Re: eXtensible Transaction Manager API

From: Konstantin Knizhnik <k(dot)knizhnik(at)postgrespro(dot)ru>
To: Amit Kapila <amit(dot)kapila16(at)gmail(dot)com>
Cc: pgsql-hackers <pgsql-hackers(at)postgresql(dot)org>
Subject: Re: eXtensible Transaction Manager API
Date: 2015-11-07 16:53:32
Message-ID: 563E2C8C.5000204@postgrespro.ru
Views: Raw Message | Whole Thread | Download mbox | Resend email
Thread:
Lists: pgsql-hackers

Hi,
Thank you for your feedback.
My comments are inside.

On 11/07/2015 05:11 PM, Amit Kapila wrote:
>
> Today, while studying your proposal and related material, I noticed
> that in both the approaches DTM and tsDTM, you are talking about
> committing a transaction and acquiring the snapshot consistently, but
> not touched upon the how the locks will be managed across nodes and
> how deadlock detection across nodes will work. This will also be one
> of the crucial points in selecting one of the approaches.

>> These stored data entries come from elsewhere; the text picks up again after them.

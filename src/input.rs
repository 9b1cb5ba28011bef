use anyhow::Result;
use ratatui::crossterm::event::{self, KeyCode, KeyModifiers, MouseButton, MouseEvent, MouseEventKind};
use ratatui::layout::{Position, Rect};

use crate::app::{App, AppMode, LoadState};

// --- Helpers ---

/// Convert a char index to a byte offset within the string.
pub fn char_to_byte_index(s: &str, char_idx: usize) -> usize {
  s.char_indices().nth(char_idx).map_or(s.len(), |(i, _)| i)
}

fn contains(area: Rect, column: u16, row: u16) -> bool {
  area.contains(Position { x: column, y: row })
}

// --- Event Handling ---

pub async fn handle_key_event(app: &mut App, key: event::KeyEvent) -> Result<()> {
  if key.modifiers.contains(KeyModifiers::CONTROL) && key.code == KeyCode::Char('c') {
    app.should_quit = true;
    return Ok(());
  }

  if key.modifiers.contains(KeyModifiers::CONTROL) && key.code == KeyCode::Char('t') {
    app.next_theme();
    return Ok(());
  }

  if app.modal.is_open() {
    handle_modal_key(app, key).await;
    return Ok(());
  }

  match app.mode {
    AppMode::Search => handle_search_key(app, key),
    AppMode::Browse => handle_browse_key(app, key).await,
  }
  Ok(())
}

async fn handle_modal_key(app: &mut App, key: event::KeyEvent) {
  if key.modifiers.contains(KeyModifiers::CONTROL) && key.code == KeyCode::Char('o') {
    app.open_in_browser();
    return;
  }
  match key.code {
    KeyCode::Esc | KeyCode::Char('q') => app.close_modal().await,
    KeyCode::Char(' ') => app.toggle_pause().await,
    _ => {}
  }
}

fn handle_search_key(app: &mut App, key: event::KeyEvent) {
  app.clear_error();
  match key.code {
    KeyCode::Enter | KeyCode::Down => {
      app.mode = AppMode::Browse;
    }
    KeyCode::Esc => {
      app.clear_search();
      app.mode = AppMode::Browse;
    }
    KeyCode::Char(c) => {
      let byte_idx = char_to_byte_index(&app.search_input, app.cursor_position);
      app.search_input.insert(byte_idx, c);
      app.cursor_position += 1;
      app.search_changed();
    }
    KeyCode::Backspace => {
      if app.cursor_position > 0 {
        app.cursor_position -= 1;
        let byte_idx = char_to_byte_index(&app.search_input, app.cursor_position);
        app.search_input.remove(byte_idx);
        app.search_changed();
      }
    }
    KeyCode::Delete => {
      if app.cursor_position < app.search_input.chars().count() {
        let byte_idx = char_to_byte_index(&app.search_input, app.cursor_position);
        app.search_input.remove(byte_idx);
        app.search_changed();
      }
    }
    KeyCode::Left => {
      app.cursor_position = app.cursor_position.saturating_sub(1);
    }
    KeyCode::Right => {
      if app.cursor_position < app.search_input.chars().count() {
        app.cursor_position += 1;
      }
    }
    KeyCode::Home => {
      app.cursor_position = 0;
    }
    KeyCode::End => {
      app.cursor_position = app.search_input.chars().count();
    }
    _ => {}
  }
}

async fn handle_browse_key(app: &mut App, key: event::KeyEvent) {
  match key.code {
    KeyCode::Enter => app.open_selected().await,
    KeyCode::Char('/') => app.mode = AppMode::Search,
    KeyCode::Char('r') => app.trigger_load(),
    KeyCode::Tab => app.cycle_category(1),
    KeyCode::BackTab => app.cycle_category(-1),
    KeyCode::Right | KeyCode::Char('l') => app.move_selection(1, 0),
    KeyCode::Left | KeyCode::Char('h') => app.move_selection(-1, 0),
    KeyCode::Down | KeyCode::Char('j') => app.move_selection(0, 1),
    KeyCode::Up | KeyCode::Char('k') => app.move_selection(0, -1),
    KeyCode::PageDown => app.move_selection(0, 3),
    KeyCode::PageUp => app.move_selection(0, -3),
    KeyCode::Home | KeyCode::Char('g') => app.selected = 0,
    KeyCode::End | KeyCode::Char('G') => app.move_selection(isize::MAX / 2, 0),
    KeyCode::Esc => {
      if !app.search_input.is_empty() {
        app.clear_search();
      } else {
        app.should_quit = true;
      }
    }
    KeyCode::Char('q') => app.should_quit = true,
    _ => {}
  }
}

pub async fn handle_mouse_event(app: &mut App, mouse: MouseEvent) -> Result<()> {
  let (column, row) = (mouse.column, mouse.row);
  match mouse.kind {
    MouseEventKind::Down(MouseButton::Left) => {
      if app.modal.is_open() {
        // A click on the backdrop closes; clicks inside the content do nothing.
        if !app.hits.modal.is_some_and(|area| contains(area, column, row)) {
          app.close_modal().await;
        }
        return Ok(());
      }
      if matches!(app.load_state, LoadState::Failed(_)) {
        app.trigger_load();
        return Ok(());
      }
      let tab = app.hits.tabs.iter().find(|(_, area)| contains(*area, column, row)).map(|(t, _)| t.clone());
      if let Some(tab) = tab {
        app.set_category(tab);
        return Ok(());
      }
      let card = app.hits.cards.iter().find(|(_, area)| contains(*area, column, row)).map(|(i, _)| *i);
      if let Some(index) = card {
        app.mode = AppMode::Browse;
        app.open_visible(index).await;
      }
    }
    MouseEventKind::ScrollDown if !app.modal.is_open() => app.move_selection(0, 1),
    MouseEventKind::ScrollUp if !app.modal.is_open() => app.move_selection(0, -1),
    _ => {}
  }
  Ok(())
}

#[cfg(test)]
mod tests {
  use super::*;
  use crate::app::AppOptions;
  use crate::config::Config;
  use crate::display::DisplayMode;
  use crate::manifest::parse_manifest;
  use crate::modal::{ModalState, PlaybackModal, PlayerFrame};
  use crate::player::MpvFrame;
  use ratatui::crossterm::event::{KeyEvent, KeyEventKind, KeyEventState};

  // --- char_to_byte_index ---

  #[test]
  fn char_to_byte_ascii() {
    assert_eq!(char_to_byte_index("hello", 0), 0);
    assert_eq!(char_to_byte_index("hello", 3), 3);
    assert_eq!(char_to_byte_index("hello", 5), 5); // past end
  }

  #[test]
  fn char_to_byte_multibyte() {
    let s = "aé日"; // a=1 byte, é=2 bytes, 日=3 bytes
    assert_eq!(char_to_byte_index(s, 1), 1);
    assert_eq!(char_to_byte_index(s, 2), 3);
    assert_eq!(char_to_byte_index(s, 3), 6);
  }

  // --- key handling ---

  fn key(code: KeyCode) -> KeyEvent {
    KeyEvent { code, modifiers: KeyModifiers::NONE, kind: KeyEventKind::Press, state: KeyEventState::NONE }
  }

  fn app_with(body: &str) -> App {
    let options =
      AppOptions { sources: Vec::new(), probe_availability: false, audio_only: true, display_mode: DisplayMode::Off };
    let mut app = App::new(options, Config::default(), reqwest::Client::new());
    app.view.replace(parse_manifest(body, "test").unwrap().records);
    app
  }

  const BODY: &str = r#"{"videos":[
    {"id":"aaaaaaaaaa1","title":"Guitar Solo"},
    {"id":"aaaaaaaaaa2","title":"Piano Cover"},
    {"id":"aaaaaaaaaa3","title":"Drum Lesson"}
  ]}"#;

  #[tokio::test]
  async fn typing_filters_as_you_go() {
    let mut app = app_with(BODY);
    handle_key_event(&mut app, key(KeyCode::Char('/'))).await.unwrap();
    assert_eq!(app.mode, AppMode::Search);
    for c in "PIANO".chars() {
      handle_key_event(&mut app, key(KeyCode::Char(c))).await.unwrap();
    }
    assert_eq!(app.view.visible_len(), 1);
    handle_key_event(&mut app, key(KeyCode::Backspace)).await.unwrap();
    assert_eq!(app.search_input, "PIAN");
    handle_key_event(&mut app, key(KeyCode::Esc)).await.unwrap();
    assert_eq!(app.mode, AppMode::Browse);
    assert_eq!(app.view.visible_len(), 3);
  }

  #[tokio::test]
  async fn esc_in_browse_clears_search_before_quitting() {
    let mut app = app_with(BODY);
    app.search_input = "drum".to_string();
    app.search_changed();
    handle_key_event(&mut app, key(KeyCode::Esc)).await.unwrap();
    assert!(app.search_input.is_empty());
    assert!(!app.should_quit);
    handle_key_event(&mut app, key(KeyCode::Esc)).await.unwrap();
    assert!(app.should_quit);
  }

  #[tokio::test]
  async fn backdrop_click_is_ignored_when_modal_closed() {
    let mut app = app_with(BODY);
    handle_mouse_event(&mut app, left_click(0, 0)).await.unwrap();
    assert!(!app.modal.is_open());
  }

  fn left_click(column: u16, row: u16) -> MouseEvent {
    MouseEvent { kind: MouseEventKind::Down(MouseButton::Left), column, row, modifiers: KeyModifiers::NONE }
  }

  /// An app whose player is `true`, which accepts mpv's arguments and exits.
  fn app_with_stub_player() -> App {
    let mut app = app_with(BODY);
    app.modal = PlaybackModal::new(MpvFrame::with_program("true", true));
    app
  }

  #[tokio::test]
  async fn escape_closes_open_modal_and_releases_player() {
    let mut app = app_with_stub_player();
    handle_key_event(&mut app, key(KeyCode::Enter)).await.unwrap();
    assert!(app.modal.is_open());
    assert!(app.modal.frame().source().is_some_and(|s| s.contains("aaaaaaaaaa1")));

    handle_key_event(&mut app, key(KeyCode::Esc)).await.unwrap();
    assert_eq!(app.modal.state(), &ModalState::Closed);
    assert_eq!(app.modal.frame().source(), None);
    assert!(!app.should_quit);
  }

  #[tokio::test]
  async fn backdrop_click_closes_but_content_click_does_not() {
    let mut app = app_with_stub_player();
    app.selected = 1;
    handle_key_event(&mut app, key(KeyCode::Enter)).await.unwrap();
    assert!(app.modal.current().is_some_and(|r| r.title == "Piano Cover"));
    app.hits.modal = Some(Rect::new(10, 5, 40, 12));

    handle_mouse_event(&mut app, left_click(20, 8)).await.unwrap();
    assert!(app.modal.is_open());

    handle_mouse_event(&mut app, left_click(2, 1)).await.unwrap();
    assert_eq!(app.modal.state(), &ModalState::Closed);
    assert_eq!(app.modal.frame().source(), None);
  }

  #[tokio::test]
  async fn clicking_a_card_opens_it() {
    let mut app = app_with_stub_player();
    app.hits.cards = vec![(0, Rect::new(0, 2, 34, 6)), (2, Rect::new(34, 2, 34, 6))];
    handle_mouse_event(&mut app, left_click(40, 4)).await.unwrap();
    assert_eq!(app.selected, 2);
    assert!(app.modal.current().is_some_and(|r| r.title == "Drum Lesson"));
    app.close_modal().await;
  }

  #[test]
  fn hit_testing_uses_inclusive_origin() {
    let area = Rect::new(2, 2, 4, 2);
    assert!(contains(area, 2, 2));
    assert!(contains(area, 5, 3));
    assert!(!contains(area, 6, 3));
  }
}
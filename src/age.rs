//! Relative "uploaded N ago" labels for cards.
//!
//! Months are 30 days and years are 365 days. The label is a display hint,
//! not a calendar computation.

use chrono::{DateTime, NaiveDate, NaiveDateTime, Utc};

/// Parse an ISO-ish upload date. Accepts RFC 3339, `YYYY-MM-DDTHH:MM:SS`,
/// `YYYY-MM-DD` and yt-dlp's compact `YYYYMMDD`.
pub fn parse_upload_date(raw: &str) -> Option<DateTime<Utc>> {
  let raw = raw.trim();
  if raw.is_empty() {
    return None;
  }
  if let Ok(dt) = DateTime::parse_from_rfc3339(raw) {
    return Some(dt.with_timezone(&Utc));
  }
  if let Ok(dt) = NaiveDateTime::parse_from_str(raw, "%Y-%m-%dT%H:%M:%S") {
    return Some(dt.and_utc());
  }
  ["%Y-%m-%d", "%Y%m%d"]
    .iter()
    .find_map(|fmt| NaiveDate::parse_from_str(raw, fmt).ok())
    .and_then(|d| d.and_hms_opt(0, 0, 0))
    .map(|dt| dt.and_utc())
}

/// Format the distance between `date` and `now` as a short label.
pub fn format_age(date: Option<&str>, now: DateTime<Utc>) -> String {
  let Some(date) = date.and_then(parse_upload_date) else {
    return "Recently".to_string();
  };
  let days = (now - date).num_days().unsigned_abs();
  match days {
    0 => "Today".to_string(),
    1..=6 => format!("{}d ago", days),
    7..=29 => format!("{}w ago", days / 7),
    30..=364 => format!("{}m ago", days / 30),
    _ => format!("{}y ago", days / 365),
  }
}

#[cfg(test)]
mod tests {
  use super::*;
  use chrono::{Duration, TimeZone};

  fn now() -> DateTime<Utc> {
    Utc.with_ymd_and_hms(2026, 10, 19, 12, 0, 0).unwrap()
  }

  fn days_ago(n: i64) -> String {
    (now() - Duration::days(n)).format("%Y-%m-%d").to_string()
  }

  #[test]
  fn missing_date_is_recently() {
    assert_eq!(format_age(None, now()), "Recently");
    assert_eq!(format_age(Some(""), now()), "Recently");
    assert_eq!(format_age(Some("not a date"), now()), "Recently");
  }

  #[test]
  fn same_day_is_today() {
    assert_eq!(format_age(Some("2026-10-19"), now()), "Today");
    assert_eq!(format_age(Some("2026-10-19T08:30:00Z"), now()), "Today");
  }

  #[test]
  fn days_below_a_week() {
    assert_eq!(format_age(Some(&days_ago(1)), now()), "1d ago");
    assert_eq!(format_age(Some(&days_ago(6)), now()), "6d ago");
  }

  #[test]
  fn weeks_below_thirty_days() {
    assert_eq!(format_age(Some(&days_ago(7)), now()), "1w ago");
    assert_eq!(format_age(Some(&days_ago(29)), now()), "4w ago");
  }

  #[test]
  fn months_use_thirty_day_buckets() {
    assert_eq!(format_age(Some(&days_ago(30)), now()), "1m ago");
    assert_eq!(format_age(Some(&days_ago(45)), now()), "1m ago");
    assert_eq!(format_age(Some(&days_ago(364)), now()), "12m ago");
  }

  #[test]
  fn years_use_365_day_buckets() {
    assert_eq!(format_age(Some(&days_ago(365)), now()), "1y ago");
    assert_eq!(format_age(Some(&days_ago(800)), now()), "2y ago");
  }

  #[test]
  fn future_dates_count_absolute_distance() {
    let ahead = (now() + Duration::days(3)).format("%Y-%m-%d").to_string();
    assert_eq!(format_age(Some(&ahead), now()), "2d ago");
  }

  #[test]
  fn compact_and_datetime_forms_parse() {
    assert!(parse_upload_date("20240131").is_some());
    assert!(parse_upload_date("2024-01-31T10:00:00").is_some());
    assert!(parse_upload_date("2024-01-31T10:00:00+02:00").is_some());
    assert!(parse_upload_date("31/01/2024").is_none());
  }
}
//! Monster archetypes
//!
//! Monsters only exist for the duration of a single fight.

use serde::{Deserialize, Serialize};

use crate::data::GameRules;

/// Combat opponent class
#[derive(Debug, Clone, Copy, PartialEq, Eq, Hash, Serialize, Deserialize)]
pub enum Archetype {
    /// Forest monster
    Normal,
    /// The dragon
    Boss,
}

impl Archetype {
    pub fn name(&self) -> &'static str {
        match self {
            Archetype::Normal => "Monster",
            Archetype::Boss => "Dragon",
        }
    }

    pub fn is_boss(&self) -> bool {
        matches!(self, Archetype::Boss)
    }
}

/// A live opponent
#[derive(Debug, Clone, PartialEq, Eq)]
pub struct Monster {
    pub archetype: Archetype,
    pub health: i32,
    pub attack: i32,
}

impl Monster {
    /// Spawn a monster with the fixed stats of its archetype
    pub fn spawn(archetype: Archetype, rules: &GameRules) -> Self {
        let stats = match archetype {
            Archetype::Normal => rules.monster,
            Archetype::Boss => rules.boss,
        };
        Self {
            archetype,
            health: stats.health,
            attack: stats.attack,
        }
    }

    pub fn name(&self) -> &'static str {
        self.archetype.name()
    }

    /// Apply a strike; health never drops below zero
    pub fn take_damage(&mut self, amount: i32) -> i32 {
        self.health = (self.health - amount).max(0);
        self.health
    }

    pub fn is_dead(&self) -> bool {
        self.health <= 0
    }
}

#[cfg(test)]
mod tests {
    use super::*;

    #[test]
    fn test_spawn_stats() {
        let rules = GameRules::default();
        let monster = Monster::spawn(Archetype::Normal, &rules);
        assert_eq!((monster.health, monster.attack), (20, 10));
        let dragon = Monster::spawn(Archetype::Boss, &rules);
        assert_eq!((dragon.health, dragon.attack), (50, 20));
        assert_eq!(dragon.name(), "Dragon");
    }

    #[test]
    fn test_take_damage_clamps() {
        let mut monster = Monster::spawn(Archetype::Normal, &GameRules::default());
        assert_eq!(monster.take_damage(15), 5);
        assert_eq!(monster.take_damage(15), 0);
        assert!(monster.is_dead());
    }
}
//! Player state
//!
//! Name, health, gold, location and inventory for one session.

use serde::{Deserialize, Serialize};

use crate::data::GameRules;
use crate::items::Inventory;
use crate::world::Location;

/// How a health change ended
#[derive(Debug, Clone, Copy, PartialEq, Eq)]
pub enum HealthChange {
    /// Landed strictly inside the range
    Changed(i32),
    /// Saturated at the maximum
    Full(i32),
    /// Saturated at zero
    Depleted(i32),
}

impl HealthChange {
    pub fn value(&self) -> i32 {
        match *self {
            HealthChange::Changed(h) | HealthChange::Full(h) | HealthChange::Depleted(h) => h,
        }
    }
}

/// The adventurer
#[derive(Debug, Clone, Serialize, Deserialize)]
pub struct Player {
    name: String,
    health: i32,
    max_health: i32,
    gold: u32,
    location: Location,
    inventory: Inventory,
}

impl Player {
    /// Create a fresh player in the village
    pub fn new(name: impl Into<String>, rules: &GameRules) -> Self {
        Self {
            name: name.into(),
            health: rules.starting_health.min(rules.max_health).max(0),
            max_health: rules.max_health,
            gold: rules.starting_gold,
            location: Location::Village,
            inventory: Inventory::new(),
        }
    }

    pub fn name(&self) -> &str {
        &self.name
    }

    pub fn health(&self) -> i32 {
        self.health
    }

    pub fn max_health(&self) -> i32 {
        self.max_health
    }

    pub fn is_alive(&self) -> bool {
        self.health > 0
    }

    /// Apply a heal (positive) or damage (negative), clamped to [0, max]
    pub fn change_health(&mut self, amount: i32) -> HealthChange {
        let raw = self.health.saturating_add(amount);
        if raw > self.max_health {
            self.health = self.max_health;
            HealthChange::Full(self.health)
        } else if raw <= 0 {
            self.health = 0;
            HealthChange::Depleted(0)
        } else {
            self.health = raw;
            HealthChange::Changed(raw)
        }
    }

    pub fn gold(&self) -> u32 {
        self.gold
    }

    pub fn add_gold(&mut self, amount: u32) {
        self.gold = self.gold.saturating_add(amount);
    }

    /// Spend gold, returns false if not enough
    pub fn spend_gold(&mut self, amount: u32) -> bool {
        if self.gold >= amount {
            self.gold -= amount;
            true
        } else {
            false
        }
    }

    pub fn location(&self) -> Location {
        self.location
    }

    pub fn set_location(&mut self, location: Location) {
        self.location = location;
    }

    pub fn inventory(&self) -> &Inventory {
        &self.inventory
    }

    pub fn inventory_mut(&mut self) -> &mut Inventory {
        &mut self.inventory
    }
}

Lock manager is one of the tasks we are currently working on.
There are still a lot of open questions:
1. Should distributed lock manager (DLM) do something else except detection of distributed deadlock?
2. Should DLM be part of XTM API or it should be separate API?
3. Should DLM be implemented by separate process or should it be part of arbiter (dtmd).
4. How to globally identify resource owners (0transactions) in global lock graph. In case of DTM we have global (shared) XIDs,
and in tsDTM - global transactions IDs, assigned by application (which is not so clear how to retrieve).
In other cases we may need to have local->global transaction id mapping, so looks like DLM should be part of DTM...

> Also I have
> noticed that discussion about Rollback is not there, example how will
> Rollback happen with API's provided in your second approach (tsDTM)?

In tsDTM approach two phase commit is performed by coordinator and currently is using standard PostgreSQL two phase commit:

Code in GO performing two phase commit:

exec(conn1, "prepare transaction '" + gtid + "'")
exec(conn2, "prepare transaction '" + gtid + "'")
exec(conn1, "select dtm_begin_prepare($1)", gtid)
exec(conn2, "select dtm_begin_prepare($1)", gtid)
csn = _execQuery(conn1, "select dtm_prepare($1, 0)", gtid)
csn = _execQuery(conn2, "select dtm_prepare($1, $2)", gtid, csn)
exec(conn1, "select dtm_end_prepare($1, $2)", gtid, csn)
exec(conn2, "select dtm_end_prepare($1, $2)", gtid, csn)
exec(conn1, "commit prepared '" + gtid + "'")
exec(conn2, "commit prepared '" + gtid + "'")

If commit at some of the nodes failed, coordinator should rollback prepared transaction at all nodes.

> Similarly, having some discussion on parts of recovery that could be affected
> would be great.

We are currently implementing fault tolerance and recovery for DTM approach (with centralized arbiter).
There are several replicas of arbiter, synchronized using RAFT protocol.
But with tsDTM approach recovery model is still obscure...
We are thinking about it.
>
> I think in this patch, it is important to see the completeness of all the
> API's that needs to be exposed for the implementation of distributed
> transactions and the same is difficult to visualize without having complete
> picture of all the components that has some interaction with the distributed
> transaction system. On the other hand we can do it in incremental fashion
> as and when more parts of the design are clear.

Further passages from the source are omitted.